Dataset entries
□ □ □ □ □

//! Fixed enumerations of the wire protocol.
//!
//! Every value here is preserved by number on the wire.

use core::fmt;

use bitflags::bitflags;

use crate::error::ProtocolError;

macro_rules! wire_enum {
    (
        $(#[$meta:meta])*
        $name:ident: $repr:ident => $err:ident {
            $($(#[$vmeta:meta])* $variant:ident = $value:literal,)*
        }
    ) => {
        $(#[$meta])*
        #[derive(Debug, Clone, Copy, PartialEq, Eq, Hash)]
        #[repr($repr)]
        pub enum $name {
            $($(#[$vmeta])* $variant = $value,)*
        }

        impl $name {
            /// Convert from the raw wire value.
            pub fn from_raw(value: $repr) -> Result<Self, ProtocolError> {
                match value {
                    $($value => Ok(Self::$variant),)*
                    other => Err(ProtocolError::$err(other)),
                }
            }

            /// Raw wire value.
            #[must_use]
            pub const fn raw(self) -> $repr {
                self as $repr
            }
        }
    };
}

wire_enum! {
    /// Request message kind, carried in the request segment header.
    MessageKind: i8 => InvalidMessageKind {
        /// Execute SQL text directly.
        ExecuteDirect = 2,
        /// Prepare a statement.
        Prepare = 3,
        /// Execute a prepared statement.
        Execute = 13,
        /// Write LOB chunks.
        WriteLob = 16,
        /// Read a LOB chunk.
        ReadLob = 17,
        /// First authentication round.
        Authenticate = 65,
        /// Final authentication round and session setup.
        Connect = 66,
        /// Commit the current transaction.
        Commit = 67,
        /// Roll back the current transaction.
        Rollback = 68,
        /// Close a cursor.
        CloseResultset = 69,
        /// Drop a prepared statement.
        DropStatementId = 70,
        /// Fetch the next row batch.
        FetchNext = 71,
        /// End the session.
        Disconnect = 77,
        /// Ask for tenant connection information.
        DbConnectInfo = 82,
    }
}

wire_enum! {
    /// Segment kind.
    SegmentKind: i8 => InvalidSegmentKind {
        /// Invalid / unset.
        Invalid = 0,
        /// Client request.
        Request = 1,
        /// Server reply.
        Reply = 2,
        /// Server error reply.
        Error = 5,
    }
}

wire_enum! {
    /// Reply function code: what kind of work the server performed.
    FunctionCode: i16 => InvalidFunctionCode {
        /// Nothing.
        Nil = 0,
        /// Data definition statement.
        Ddl = 1,
        /// INSERT.
        Insert = 2,
        /// UPDATE.
        Update = 3,
        /// DELETE.
        Delete = 4,
        /// SELECT.
        Select = 5,
        /// SELECT ... FOR UPDATE.
        SelectForUpdate = 6,
        /// EXPLAIN.
        Explain = 7,
        /// Procedure call.
        DbProcedureCall = 8,
        /// Procedure call with result sets.
        DbProcedureCallWithResult = 9,
        /// Fetch.
        Fetch = 10,
        /// Commit.
        Commit = 11,
        /// Rollback.
        Rollback = 12,
        /// Savepoint.
        Savepoint = 13,
        /// Connect.
        Connect = 14,
        /// Write LOB.
        WriteLob = 15,
        /// Read LOB.
        ReadLob = 16,
        /// Ping.
        Ping = 17,
        /// Disconnect.
        Disconnect = 18,
        /// Close cursor.
        CloseCursor = 19,
        /// Find LOB.
        FindLob = 20,
        /// ABAP stream.
        AbapStream = 21,
        /// XA start.
        XaStart = 22,
        /// XA join.
        XaJoin = 23,
    }
}

impl FunctionCode {
    /// Whether the statement produces a cursor.
    #[must_use]
    pub const fn is_query(self) -> bool {
        matches!(self, Self::Select | Self::SelectForUpdate)
    }

    /// Whether the statement is a procedure call.
    #[must_use]
    pub const fn is_procedure_call(self) -> bool {
        matches!(self, Self::DbProcedureCall | Self::DbProcedureCallWithResult)
    }

    /// Whether the statement modifies rows.
    #[must_use]
    pub const fn is_dml(self) -> bool {
        matches!(self, Self::Insert | Self::Update | Self::Delete)
    }
}

wire_enum! {
    /// Part kind: the tag of each typed unit inside a segment.
    PartKind: i8 => InvalidPartKind {
        /// SQL command text.
        Command = 3,
        /// Rows of a result set.
        Resultset = 5,
        /// Server errors and warnings.
        Error = 6,
        /// Prepared statement id.
        StatementId = 10,
        /// Transaction id.
        TransactionId = 11,
        /// Rows affected per statement.
        RowsAffected = 12,
        /// Cursor id.
        ResultsetId = 13,
        /// Topology information.
        TopologyInformation = 15,
        /// Table location.
        TableLocation = 16,
        /// Read LOB request.
        ReadLobRequest = 17,
        /// Read LOB reply.
        ReadLobReply = 18,
        /// Command info.
        CommandInfo = 27,
        /// Write LOB request.
        WriteLobRequest = 28,
        /// Client context.
        ClientContext = 29,
        /// Write LOB reply.
        WriteLobReply = 30,
        /// Input parameters.
        Parameters = 32,
        /// Authentication fields.
        Authentication = 33,
        /// Session context.
        SessionContext = 34,
        /// Client id.
        ClientId = 35,
        /// Statement context.
        StatementContext = 39,
        /// Partition information.
        PartitionInformation = 40,
        /// Output parameters.
        OutputParameters = 41,
        /// Connect options.
        ConnectOptions = 42,
        /// Commit options.
        CommitOptions = 43,
        /// Fetch options.
        FetchOptions = 44,
        /// Fetch size.
        FetchSize = 45,
        /// Parameter metadata.
        ParameterMetadata = 47,
        /// Result metadata.
        ResultMetadata = 48,
        /// Client info (session variables).
        ClientInfo = 57,
        /// Transaction flags.
        TransactionFlags = 64,
        /// Database connect info.
        DbConnectInfo = 67,
        /// LOB flags.
        LobFlags = 68,
        /// Result set options.
        ResultsetOptions = 69,
    }
}

impl fmt::Display for PartKind {
    fn fmt(&self, f: &mut fmt::Formatter<'_>) -> fmt::Result {
        fmt::Debug::fmt(self, f)
    }
}

impl fmt::Display for MessageKind {
    fn fmt(&self, f: &mut fmt::Formatter<'_>) -> fmt::Result {
        fmt::Debug::fmt(self, f)
    }
}

impl fmt::Display for FunctionCode {
    fn fmt(&self, f: &mut fmt::Formatter<'_>) -> fmt::Result {
        fmt::Debug::fmt(self, f)
    }
}

bitflags! {
    /// Part attribute flags.
    #[derive(Debug, Clone, Copy, PartialEq, Eq, Hash, Default)]
    pub struct PartAttributes: i8 {
        /// Last packet of a result set.
        const LAST_PACKET = 0x01;
        /// More packets follow.
        const NEXT_PACKET = 0x02;
        /// First packet of a result set.
        const FIRST_PACKET = 0x04;
        /// No row found.
        const ROW_NOT_FOUND = 0x08;
        /// The server already closed the result set.
        const RESULTSET_CLOSED = 0x10;
    }
}

impl PartAttributes {
    /// Whether no further fetch is possible.
    #[must_use]
    pub const fn is_last_packet(self) -> bool {
        self.contains(Self::LAST_PACKET)
    }

    /// Whether the server closed the result set.
    #[must_use]
    pub const fn is_resultset_closed(self) -> bool {
        self.contains(Self::RESULTSET_CLOSED)
    }
}

bitflags! {
    /// Request segment command options.
    #[derive(Debug, Clone, Copy, PartialEq, Eq, Hash, Default)]
    pub struct CommandOptions: i8 {
        /// Hold cursors over commit.
        const HOLD_CURSORS_OVER_COMMIT = 0x08;
        /// Scrollable cursor.
        const SCROLLABLE_CURSOR_ON = 0x10;
    }
}

#[cfg(test)]
#[allow(clippy::unwrap_used)]
mod tests {
    use super::*;

    #[test]
    fn test_message_kind_values() {
        assert_eq!(MessageKind::ExecuteDirect.raw(), 2);
        assert_eq!(MessageKind::DbConnectInfo.raw(), 82);
        assert_eq!(MessageKind::from_raw(71).unwrap(), MessageKind::FetchNext);
        assert!(MessageKind::from_raw(1).is_err());
    }

    #[test]
    fn test_part_kind_roundtrip() {
        for kind in [
            PartKind::Authentication,
            PartKind::ClientId,
            PartKind::DbConnectInfo,
            PartKind::TransactionFlags,
        ] {
            assert_eq!(PartKind::from_raw(kind.raw()).unwrap(), kind);
        }
        assert!(matches!(
            PartKind::from_raw(-3),
            Err(ProtocolError::InvalidPartKind(-3))
        ));
    }

    #[test]
    fn test_function_code_classification() {
        assert!(FunctionCode::Select.is_query());
        assert!(FunctionCode::DbProcedureCall.is_procedure_call());
        assert!(FunctionCode::Insert.is_dml());
        assert!(!FunctionCode::Ddl.is_dml());
    }

    #[test]
    fn test_part_attributes() {
        let attrs = PartAttributes::from_bits_retain(0x11);
        assert!(attrs.is_last_packet());
        assert!(attrs.is_resultset_closed());
    }
}
//! # hdb-types
//!
//! HDB to Rust type mappings and conversions.
//!
//! This crate provides the value model shared by the client and the
//! converters that move values between Rust and the wire. Converters are
//! selected by the type code of the parameter or column and accept a closed
//! set of value kinds.
//!
//! ## Features
//!
//! - `decimal` (default): conversions between [`HdbDecimal`] and
//!   `rust_decimal::Decimal`
//!
//! ## Type Mappings
//!
//! | HDB Type | Rust Type |
//! |----------|-----------|
//! | `BOOLEAN` | `bool` |
//! | `TINYINT` | `u8` |
//! | `SMALLINT` | `i16` |
//! | `INTEGER` | `i32` |
//! | `BIGINT` | `i64` |
//! | `REAL` | `f32` |
//! | `DOUBLE` | `f64` |
//! | `DECIMAL`, `SMALLDECIMAL` | [`HdbDecimal`] |
//! | `VARCHAR`, `NVARCHAR`, `ALPHANUM`, `SHORTTEXT` | `String` |
//! | `VARBINARY`, `ST_GEOMETRY` | `bytes::Bytes` |
//! | `DATE`, `DAYDATE` | `chrono::NaiveDate` |
//! | `TIME`, `SECONDTIME` | `chrono::NaiveTime` |
//! | `TIMESTAMP`, `SECONDDATE`, `LONGDATE` | `chrono::NaiveDateTime` |
//! | `BLOB`, `CLOB`, `NCLOB` | [`LobSource`] in, [`LobLocator`] out |

#![warn(missing_docs)]
#![deny(unsafe_code)]

pub mod datetime;
pub mod decimal;
pub mod decode;
pub mod encode;
pub mod error;
pub mod from_hdb;
pub mod lob;
pub mod to_hdb;
pub mod value;

pub use decimal::HdbDecimal;
pub use decode::{decode_input_rows, decode_result, decode_row};
pub use encode::{encode_input_row, encode_param, encode_result};
pub use error::TypeError;
pub use from_hdb::FromHdb;
pub use lob::{LobInDescr, LobLocator, LobSource};
pub use to_hdb::ToHdb;
pub use value::{ConvContext, HdbValue};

□ □ □ □ □

Retrieve each line from the records above where the word "bool" occurs.

    pub const fn is_query(self) -> bool {
    pub const fn is_procedure_call(self) -> bool {
    pub const fn is_dml(self) -> bool {
    pub const fn is_last_packet(self) -> bool {
    pub const fn is_resultset_closed(self) -> bool {
//! | `BOOLEAN` | `bool` |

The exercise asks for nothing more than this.